- Red Ant Dream
- Hindi: माटी के लाल
- Directed by: Sanjay Kak
- Written by: Sanjay Kak Tarun Bhartiya
- Cinematography: Sanjay Kak Ranjan Palit Setu Pandey
- Edited by: Tarun Bhartiya
- Music by: Word Sound Power / Delhi Sultanate & Chris McGuiness
- Release date: 8 May 2013;
- Running time: 120 minutes
- Country: India
- Languages: Gondi, Oriya, Punjabi

= Red Ant Dream =

Red Ant Dream (Hindi: माटी के लाल) is a 2013 documentary film directed by Sanjay Kak. This documentary is based on the militant Maoist movement in India. The documentary has been screened in various cities in India since 8 May 2013. It follows the Maoist protests and ambushes which feature the circumstances and environments of the Maoists. It sheds light on what goes on with the Maoists, what they are fighting for where they have been allegedly mistreated by the government.

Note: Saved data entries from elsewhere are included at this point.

//! Font metrics and word wrapping for the base-14 Helvetica family.
//!
//! Widths are the standard AFM advance widths in 1/1000 em units for the
//! printable ASCII range. The sanitizer guarantees drawn text stays inside
//! this repertoire; anything that slips through measures at a fallback
//! width so layout degrades to slightly-early wrapping instead of overrun.

use super::theme::Font;

/// Fallback advance width for characters outside the table.
const DEFAULT_WIDTH: u16 = 600;

/// Helvetica advance widths for code points 32..=126.
#[rustfmt::skip]
const HELVETICA: [u16; 95] = [
    278, 278, 355, 556, 556, 889, 667, 191, 333, 333, 389, 584, 278, 333,
    278, 278, 556, 556, 556, 556, 556, 556, 556, 556, 556, 556, 278, 278,
    584, 584, 584, 556, 1015, 667, 667, 722, 722, 667, 611, 778, 722, 278,
    500, 667, 556, 833, 722, 778, 667, 778, 722, 667, 611, 722, 667, 944,
    667, 667, 611, 278, 278, 278, 469, 556, 333, 556, 556, 500, 556, 556,
    278, 556, 556, 222, 222, 500, 222, 833, 556, 556, 556, 556, 333, 500,
    278, 556, 500, 722, 500, 500, 500, 334, 260, 334, 584,
];

/// Helvetica-Bold advance widths for code points 32..=126.
#[rustfmt::skip]
const HELVETICA_BOLD: [u16; 95] = [
    278, 333, 474, 556, 556, 889, 722, 238, 333, 333, 389, 584, 278, 333,
    278, 278, 556, 556, 556, 556, 556, 556, 556, 556, 556, 556, 333, 333,
    584, 584, 584, 611, 975, 722, 722, 722, 722, 667, 611, 778, 722, 278,
    556, 722, 611, 833, 722, 778, 667, 778, 722, 667, 611, 722, 667, 944,
    667, 667, 611, 333, 278, 333, 584, 556, 333, 556, 611, 556, 611, 556,
    333, 611, 611, 278, 278, 556, 278, 889, 611, 611, 611, 611, 389, 556,
    333, 611, 556, 778, 556, 556, 500, 389, 280, 389, 584,
];

fn advance(font: Font, c: char) -> u16 {
    let table = match font {
        Font::Bold => &HELVETICA_BOLD,
        // Oblique shares upright Helvetica metrics.
        Font::Regular | Font::Oblique => &HELVETICA,
    };
    let code = c as u32;
    if (32..=126).contains(&code) {
        table[(code - 32) as usize]
    } else {
        DEFAULT_WIDTH
    }
}

/// Measure the drawn width of `text` at `size` points.
pub fn text_width(text: &str, font: Font, size: f64) -> f64 {
    let units: u32 = text.chars().map(|c| advance(font, c) as u32).sum();
    units as f64 * size / 1000.0
}

/// Greedy word wrap of `text` to `max_width` points.
///
/// Words longer than a full line are hard-broken at the character that
/// would overflow. Empty input yields no lines.
pub fn wrap_text(text: &str, font: Font, size: f64, max_width: f64) -> Vec<String> {
    let mut lines = Vec::new();
    let mut current = String::new();

    for word in text.split_whitespace() {
        let candidate = if current.is_empty() {
            word.to_string()
        } else {
            format!("{current} {word}")
        };
        if text_width(&candidate, font, size) <= max_width {
            current = candidate;
            continue;
        }
        if !current.is_empty() {
            lines.push(std::mem::take(&mut current));
        }
        if text_width(word, font, size) <= max_width {
            current = word.to_string();
        } else {
            // Oversized word: break at character granularity.
            for c in word.chars() {
                let mut next = current.clone();
                next.push(c);
                if !current.is_empty() && text_width(&next, font, size) > max_width {
                    lines.push(std::mem::take(&mut current));
                    current.push(c);
                } else {
                    current = next;
                }
            }
        }
    }
    if !current.is_empty() {
        lines.push(current);
    }
    lines
}

/// Number of lines `text` occupies when wrapped to `max_width`.
pub fn wrapped_line_count(text: &str, font: Font, size: f64, max_width: f64) -> usize {
    wrap_text(text, font, size, max_width).len()
}
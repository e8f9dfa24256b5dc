//! Document assembly: covers, tab content, section dividers, the index
//! page with forward page-number resolution, and footers.
//!
//! The full-plan export runs two passes. Pass one lays every section out
//! against a scratch builder and records how many pages it occupies, so
//! the page numbers promised on the index are exact even when a tab
//! paginates internally or a full-page image fires. Pass two renders for
//! real in the same fixed order using that table.

use chrono::Local;

use super::canvas::{DocumentBuilder, Rect};
use super::layout::{Cursor, LayoutEngine};
use super::metrics::text_width;
use super::theme::{
    section_color, Font, ACCENT, BOX_FILL, CONTENT_WIDTH, COPYRIGHT, COVER_CAPTION, FUNDING_ASK,
    INK, MUTED, NAVY, PAGE_HEIGHT, PAGE_WIDTH, PAPER, SIDE_MARGIN, WORDMARK,
};
use crate::error::Result;
use crate::model::{BusinessPlanCards, CardSection, Tab, TextSection};
use crate::sanitize::sanitize;
use crate::visuals::visual_block;

/// Where one section starts in the finished full-plan document.
#[derive(Debug, Clone, PartialEq, Eq)]
pub struct SectionStart {
    /// Stable section id
    pub id: String,
    /// Section title as rendered
    pub title: String,
    /// Zero-based physical page index of the section's divider
    pub page_index: usize,
    /// Page number as printed on the index card (footer numbering,
    /// which restarts at 1 on the first content page)
    pub display_number: usize,
    /// Pages the section occupies: divider plus its tabs
    pub span: usize,
}

/// A finished in-memory document plus the bookkeeping callers and tests
/// need to verify it.
pub struct RenderedDocument {
    /// The assembled PDF
    pub document: lopdf::Document,
    /// Total physical pages
    pub page_count: usize,
    /// Start-page table for the full-plan export; empty for single sections
    pub sections: Vec<SectionStart>,
}
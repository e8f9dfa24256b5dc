//! hobson-deck CLI - business-plan deck PDF exporter

use std::fs;
use std::path::PathBuf;
use std::process;

use clap::{Parser, Subcommand};
use colored::Colorize;

use hobson_deck::{export_full_plan, export_section, BusinessPlanCards};

#[derive(Parser)]
#[command(name = "hobson-deck")]
#[command(version)]
#[command(about = "Export Hobson business-plan decks to PDF", long_about = None)]
struct Cli {
    #[command(subcommand)]
    command: Commands,
}

#[derive(Subcommand)]
enum Commands {
    /// Export the full six-section plan with index and dividers
    Plan {
        /// Plan JSON file
        #[arg(value_name = "FILE")]
        input: PathBuf,

        /// Output directory
        #[arg(short, long, value_name = "DIR", default_value = ".")]
        output: PathBuf,
    },

    /// Export a single section from a plan file
    Section {
        /// Plan JSON file
        #[arg(value_name = "FILE")]
        input: PathBuf,

        /// Section id (e.g. "financials")
        #[arg(long, value_name = "ID")]
        id: String,

        /// Output directory
        #[arg(short, long, value_name = "DIR", default_value = ".")]
        output: PathBuf,
    },
}

fn main() {
    env_logger::init();
    let cli = Cli::parse();

    let result = match cli.command {
        Commands::Plan { input, output } => run_plan(&input, &output),
        Commands::Section { input, id, output } => run_section(&input, &id, &output),
    };

    if let Err(err) = result {
        eprintln!("{} {}", "error:".red().bold(), err);
        process::exit(1);
    }
}

fn load_plan(input: &PathBuf) -> hobson_deck::Result<BusinessPlanCards> {
    let json = fs::read_to_string(input)?;
    BusinessPlanCards::from_json(&json)
}

fn run_plan(input: &PathBuf, output: &PathBuf) -> hobson_deck::Result<()> {
    log::info!("exporting full plan from {}", input.display());
    let cards = load_plan(input)?;
    let path = export_full_plan(&cards, output)?;
    println!("{} {}", "wrote".green().bold(), path.display());
    Ok(())
}

fn run_section(input: &PathBuf, id: &str, output: &PathBuf) -> hobson_deck::Result<()> {
    log::info!("exporting section {} from {}", id, input.display());
    let cards = load_plan(input)?;
    let section = cards
        .section(id)
        .ok_or_else(|| hobson_deck::Error::UnknownSection(id.to_string()))?;
    let path = export_section(section, output)?;
    println!("{} {}", "wrote".green().bold(), path.display());
    Ok(())
}
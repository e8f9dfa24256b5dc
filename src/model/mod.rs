//! Content model for the deck renderer.
//!
//! This module defines the hierarchical plan structure the renderer
//! consumes: sections of tabs, each tab holding overview text, optional
//! imagery, and ordered text sections. The tree is produced fully formed
//! by the caller and consumed once per export.

mod plan;

pub use plan::{
    BusinessPlanCards, CardSection, ImageLayout, ImageMode, Tab, TabContent, TeamMember,
    TextSection,
};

The film follows all parts of India where the Maoist movement exists and discusses the problems that they allegedly face such as: harsh living conditions and being on constant look out for Police in India. The documentary has a focus on the types of protests that the Maoists hold like singing, marching and chanting together.

The documentary portrays how guerilla warfare is a tactic that has "made it impossible for them to be targeted". It is also claimed that there is no other way to defend themselves from Operation Green Hunt, an operation put in place by the Indian Government to eradicate the Maoists. The operation included 4000 Police Officers led by around 600 elite commanders of the Anti-Naxal Cobra Force which is the biggest ever counter-revolutionary operation.

== Synopsis ==
This documentary deals with the issue of "Maoist insurgency in India". It focuses on the Maoists in Bastar in Chhattisgarh, tribals fighting against industries in Niyamgiri in Odisha and protestors acting in memory of the Indian revolutionary Bhagat Singh in Punjab. This film portrays the people of these regions allegedly resisting oppression.

The movie begins by portraying the killing of Bhagat Singh who was an Indian Revolutionary in the 1930s when India was Imperialized by the British, and the killing of Pash by Sikh extremists, who was a Revolutionary poet. The Naxalites look to them as martyrs for Maoism, and try to "finish what they started" by continuing "the Revolution". They have been called Naxalites ever since the armed uprising that had flared in Naxalbari, Bengal. The first part of the film reveals how the Maoists protest by showing the slogans they chant and different rally's where the leaders inspire the Maoist crowds.

The film then moves into how the Indian government treats the Maoists. According to the film, the Prime Minister of India, Manmohan Singh, strongly opposed the Maoist movement labeling them as terrorists and making them his number one priority. The Maoists believe that the only real terror is State terror. The Government complains about the Maoists, but the Maoists believe the fight is for survival, everybody's survival. The film claims that there have been cases where the Government has labeled criminals not associated with Maoists as Maoists, in order to make them look worse to the general public.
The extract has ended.